The European Union and the Spanish government on Monday both rejected calls by the Trump administration and Venezuelan opposition leader Juan Guaido to keep “every option on the table” to remove President Nicolas Maduro from power—saying they do not support, nor would they would participate, in military intervention.
“Not every option is on the table,” Spanish Foreign Minister Josep Borrell told the Spanish news outlet Efe on Sunday. “We have clearly warned that we would not support—and would roundly condemn—any foreign military intervention, which is something we hope won’t happen.”
“We must avoid a military intervention,” a spokeswoman for E.U. diplomatic chief Federica Mogherini, agreed. “What is explicitly quite clear, from our point of view, is that we need a peaceful political and democratic and Venezuelan-owned resolution of this crisis. This obviously excludes the use of force.”
The message from the EU and Borrell followed violence at the Venezuela-Colombia border over the weekend as Guaido supporters attempted to break through the Venezuelan border with food and medical supplies in what critics have characterized as a deliberate provocation disguised as a “humanitarian aid” mission led by the Trump administration. The U.S. has also led calls for the international community to recognize Guaido as the president of Venezuela.
Vice President Mike Pence is set to meet with Guaido Monday and to outline “concrete steps” to oust Maduro at the Lima Group summit in Bogota.

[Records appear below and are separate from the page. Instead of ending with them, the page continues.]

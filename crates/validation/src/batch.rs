use crate::context::{PlanContext, RecipeGroup};
use crate::day::DayName;
use crate::finding::Finding;
use crate::rule::{PlanRule, RuleReport};

/// "Cook once, reheat later" consistency for repeated recipes
///
/// A repeated recipe is legal only when its first occurrence is the cooking day
/// and every later occurrence is a leftover pointing back at that day.
pub struct BatchCookRule;

impl PlanRule for BatchCookRule {
    fn name(&self) -> &'static str {
        "batch"
    }

    fn check(&self, ctx: &PlanContext<'_>) -> RuleReport {
        let mut report = RuleReport::default();

        for group in ctx.groups().iter().filter(|group| group.is_repeated()) {
            if ctx.is_exempt(group) {
                report.note(format!(
                    "batch: recipe {} is exempt, skipped",
                    group.recipe_id
                ));
                continue;
            }

            check_group(ctx, group, &mut report);
        }

        check_leftover_chronology(ctx, &mut report);

        report
    }
}

fn check_group(ctx: &PlanContext<'_>, group: &RecipeGroup, report: &mut RuleReport) {
    let first = group.first();
    let first_meal = ctx.meal(first);
    let Some(first_day) = ctx.day_name(first) else {
        return;
    };

    let declared = group.members.iter().any(|&index| {
        let meal = ctx.meal(index);
        meal.is_leftover || meal.notes_mention_batch()
    });

    if !declared {
        report.push(Finding::BatchUndeclaredRepeat {
            recipe_id: group.recipe_id.clone(),
            recipe: first_meal.display_name().to_string(),
            days: group
                .members
                .iter()
                .filter_map(|&index| ctx.day_name(index))
                .collect(),
        });
        return;
    }

    if first_meal.is_leftover {
        report.push(Finding::BatchFirstIsLeftover {
            recipe: first_meal.display_name().to_string(),
            day: first_day,
        });
    }

    for &index in &group.members[1..] {
        let meal = ctx.meal(index);
        let Some(day) = ctx.day_name(index) else {
            continue;
        };
        let recipe = meal.display_name().to_string();

        if !meal.is_leftover {
            report.push(Finding::BatchMissingFlag {
                recipe,
                day,
                first_day,
            });
            continue;
        }

        match meal.source_day.as_deref() {
            None => report.push(Finding::BatchMissingSource {
                recipe,
                day,
                expected: first_day,
            }),
            Some(source) if DayName::parse(source) != Some(first_day) => {
                report.push(Finding::BatchSourceMismatch {
                    recipe,
                    day,
                    source_day: source.trim().to_string(),
                    expected: first_day,
                })
            }
            Some(_) => {}
        }
    }

    if !first_meal.is_leftover {
        check_servings(ctx, group, first_day, report);
    }
}

/// Servings are a quantity hint, so a shortfall only warns
fn check_servings(
    ctx: &PlanContext<'_>,
    group: &RecipeGroup,
    first_day: DayName,
    report: &mut RuleReport,
) {
    let first_meal = ctx.meal(group.first());
    let Some(cooked) = first_meal.servings else {
        report.note(format!(
            "batch: recipe {} has no serving count on {first_day}, servings not checked",
            group.recipe_id
        ));
        return;
    };

    // u64 so large counts cannot overflow
    let needed: Option<u64> = group
        .members
        .iter()
        .map(|&index| ctx.meal(index).servings.map(u64::from))
        .sum();

    match needed {
        Some(needed) if u64::from(cooked) < needed => report.push(Finding::ServingsShortfall {
            recipe: first_meal.display_name().to_string(),
            first_day,
            cooked,
            needed,
        }),
        Some(_) => {}
        None => report.note(format!(
            "batch: recipe {} has occurrences without serving counts, servings not checked",
            group.recipe_id
        )),
    }
}

/// Every leftover must come from a strictly earlier day, whether or not its
/// recipe repeats
fn check_leftover_chronology(ctx: &PlanContext<'_>, report: &mut RuleReport) {
    for (index, meal) in ctx.meals.iter().enumerate() {
        if !meal.is_leftover || ctx.is_meal_exempt(index) {
            continue;
        }
        let (Some(source), Some(position), Some(day)) = (
            meal.source_day.as_deref(),
            ctx.day_index(index),
            ctx.day_name(index),
        ) else {
            continue;
        };

        let Some(source_day) = DayName::parse(source) else {
            report.push(Finding::UnresolvedSourceDay {
                recipe: meal.display_name().to_string(),
                day,
                source_day: source.to_string(),
            });
            continue;
        };

        if crate::day::index_of(source_day, ctx.week_start) >= position {
            report.push(Finding::BatchFutureReference {
                recipe: meal.display_name().to_string(),
                day,
                source_day,
            });
        }
    }
}

#[cfg(test)]
mod tests {
    use chrono::NaiveDate;

    use super::*;
    use crate::types::{PlanSettings, ScheduledMeal, ValidationOptions};

    fn tuesday() -> NaiveDate {
        NaiveDate::from_ymd_opt(2025, 10, 21).unwrap()
    }

    fn run(meals: &[ScheduledMeal]) -> RuleReport {
        run_with(meals, &ValidationOptions::default())
    }

    fn run_with(meals: &[ScheduledMeal], options: &ValidationOptions) -> RuleReport {
        let settings = PlanSettings::default();
        let ctx = PlanContext::new(meals, &settings, tuesday(), &[], None, options);
        BatchCookRule.check(&ctx)
    }

    fn kinds(report: &RuleReport) -> Vec<&str> {
        report.findings.iter().map(Finding::kind).collect()
    }

    #[test]
    fn test_valid_batch_cook() {
        let meals = vec![
            ScheduledMeal::new("Tuesday", "dinner", "chili").with_servings(7),
            ScheduledMeal::new("Thursday", "dinner", "chili")
                .with_servings(3)
                .leftover_from("Tuesday"),
        ];
        let report = run(&meals);

        assert!(report.is_valid());
        assert!(report.errors().next().is_none());
    }

    #[test]
    fn test_undeclared_repeat_is_single_error() {
        let meals = vec![
            ScheduledMeal::new("Tuesday", "dinner", "chili"),
            ScheduledMeal::new("Friday", "dinner", "chili"),
        ];
        let report = run(&meals);

        assert_eq!(kinds(&report), vec!["batch-undeclared-repeat"]);
    }

    #[test]
    fn test_notes_declare_batch_but_flags_missing() {
        let meals = vec![
            ScheduledMeal::new("Tuesday", "dinner", "chili").with_notes("Cook a double batch"),
            ScheduledMeal::new("Friday", "dinner", "chili"),
        ];
        let report = run(&meals);

        assert_eq!(kinds(&report), vec!["batch-missing-flag"]);
    }

    #[test]
    fn test_first_occurrence_must_not_be_leftover() {
        let meals = vec![
            ScheduledMeal::new("Wednesday", "dinner", "chili").leftover_from("Tuesday"),
            ScheduledMeal::new("Friday", "dinner", "chili").leftover_from("Wednesday"),
        ];
        let report = run(&meals);

        assert!(kinds(&report).contains(&"batch-first-is-leftover"));
    }

    #[test]
    fn test_source_mismatch_and_future_reference() {
        let meals = vec![
            ScheduledMeal::new("Tuesday", "dinner", "chili"),
            ScheduledMeal::new("Thursday", "dinner", "chili").leftover_from("Friday"),
        ];
        let report = run(&meals);
        let kinds = kinds(&report);

        assert_eq!(
            kinds
                .iter()
                .filter(|kind| **kind == "batch-source-mismatch")
                .count(),
            1
        );
        assert!(kinds.contains(&"batch-future-reference"));
        let mismatch = report
            .findings
            .iter()
            .find(|finding| finding.kind() == "batch-source-mismatch")
            .unwrap();
        assert!(mismatch.to_string().contains("but should reference Tuesday"));
    }

    #[test]
    fn test_leftover_without_source_day() {
        let mut leftover = ScheduledMeal::new("Thursday", "dinner", "chili");
        leftover.is_leftover = true;
        let meals = vec![ScheduledMeal::new("Tuesday", "dinner", "chili"), leftover];
        let report = run(&meals);

        assert_eq!(kinds(&report), vec!["batch-missing-source"]);
    }

    #[test]
    fn test_future_reference_on_single_leftover() {
        // Monday is the last day of a week starting on Tuesday
        let meals = vec![ScheduledMeal::new("Sunday", "lunch", "soup").leftover_from("Monday")];
        let report = run(&meals);

        assert_eq!(kinds(&report), vec!["batch-future-reference"]);
    }

    #[test]
    fn test_same_day_source_is_future_reference() {
        let meals = vec![ScheduledMeal::new("Friday", "lunch", "soup").leftover_from("Friday")];
        let report = run(&meals);

        assert!(report.findings[0].to_string().contains("cannot use leftovers from the future"));
    }

    #[test]
    fn test_servings_shortfall_is_warning() {
        let meals = vec![
            ScheduledMeal::new("Tuesday", "dinner", "chili").with_servings(4),
            ScheduledMeal::new("Wednesday", "lunch", "chili")
                .with_servings(2)
                .leftover_from("Tuesday"),
            ScheduledMeal::new("Thursday", "lunch", "chili")
                .with_servings(2)
                .leftover_from("Tuesday"),
        ];
        let report = run(&meals);

        assert!(report.is_valid());
        assert_eq!(kinds(&report), vec!["servings-shortfall"]);
        assert!(report.findings[0].to_string().contains("cooks 4 servings"));
    }

    #[test]
    fn test_large_servings_do_not_overflow() {
        let meals = vec![
            ScheduledMeal::new("Tuesday", "dinner", "stew").with_servings(u32::MAX),
            ScheduledMeal::new("Wednesday", "dinner", "stew")
                .with_servings(u32::MAX)
                .leftover_from("Tuesday"),
        ];
        let report = run(&meals);

        assert!(report.is_valid());
        assert_eq!(kinds(&report), vec!["servings-shortfall"]);
        assert!(report.findings[0].to_string().contains("but 8589934590 servings"));
    }

    #[test]
    fn test_missing_servings_skips_quantity_check() {
        let meals = vec![
            ScheduledMeal::new("Tuesday", "dinner", "chili"),
            ScheduledMeal::new("Wednesday", "lunch", "chili").leftover_from("Tuesday"),
        ];
        let report = run(&meals);

        assert!(report.findings.is_empty());
        assert_eq!(report.diagnostics.len(), 1);
    }

    #[test]
    fn test_exempt_family_bypasses_batch_rules() {
        let meals = vec![
            ScheduledMeal::new("Tuesday", "breakfast", "oats"),
            ScheduledMeal::new("Wednesday", "breakfast", "oats"),
            ScheduledMeal::new("Thursday", "breakfast", "oats"),
        ];
        let options = ValidationOptions {
            exempt_families: vec![crate::slot::MealFamily::Breakfast],
            ..Default::default()
        };
        let report = run_with(&meals, &options);

        assert!(report.findings.is_empty());
    }

    #[test]
    fn test_exempt_slot_leftover_of_cooked_recipe_keeps_chronology() {
        let meals = vec![
            ScheduledMeal::new("Tuesday", "dinner", "stew").named("Stew"),
            ScheduledMeal::new("Wednesday", "breakfast", "stew")
                .named("Stew")
                .leftover_from("Thursday"),
        ];
        let options = ValidationOptions {
            exempt_families: vec![crate::slot::MealFamily::Breakfast],
            ..Default::default()
        };
        let report = run_with(&meals, &options);
        let kinds = kinds(&report);

        assert!(kinds.contains(&"batch-source-mismatch"));
        assert!(kinds.contains(&"batch-future-reference"));
    }
}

Maduro has been condemned by human rights groups for his persecution of political opponents—but progressive leaders including Reps. Ilhan Omar (D-Minn.) and Ro Khanna (D-Calif.) have decried the Trump administration’s support for Guaido, who declared himself interim president eight months after Maduro won re-election.
“The solution in Venezuela can only be reached through a democratic solution agreed by Venezuelans and the calling of presidential elections,” said Borrell.
At least four people were killed and hundreds were injured over the weekend as Guaido’s supporters attempted to let the “humanitarian aid” mission through.
The International Federation of the Red Cross and the United Nations have both condemned the mission as politically-motivated—and critics including activist and musician Roger Waters have warned that the sending of aid which has not been requested by Venezuela’s democratically-elected president is a step towards military intervention and regime change.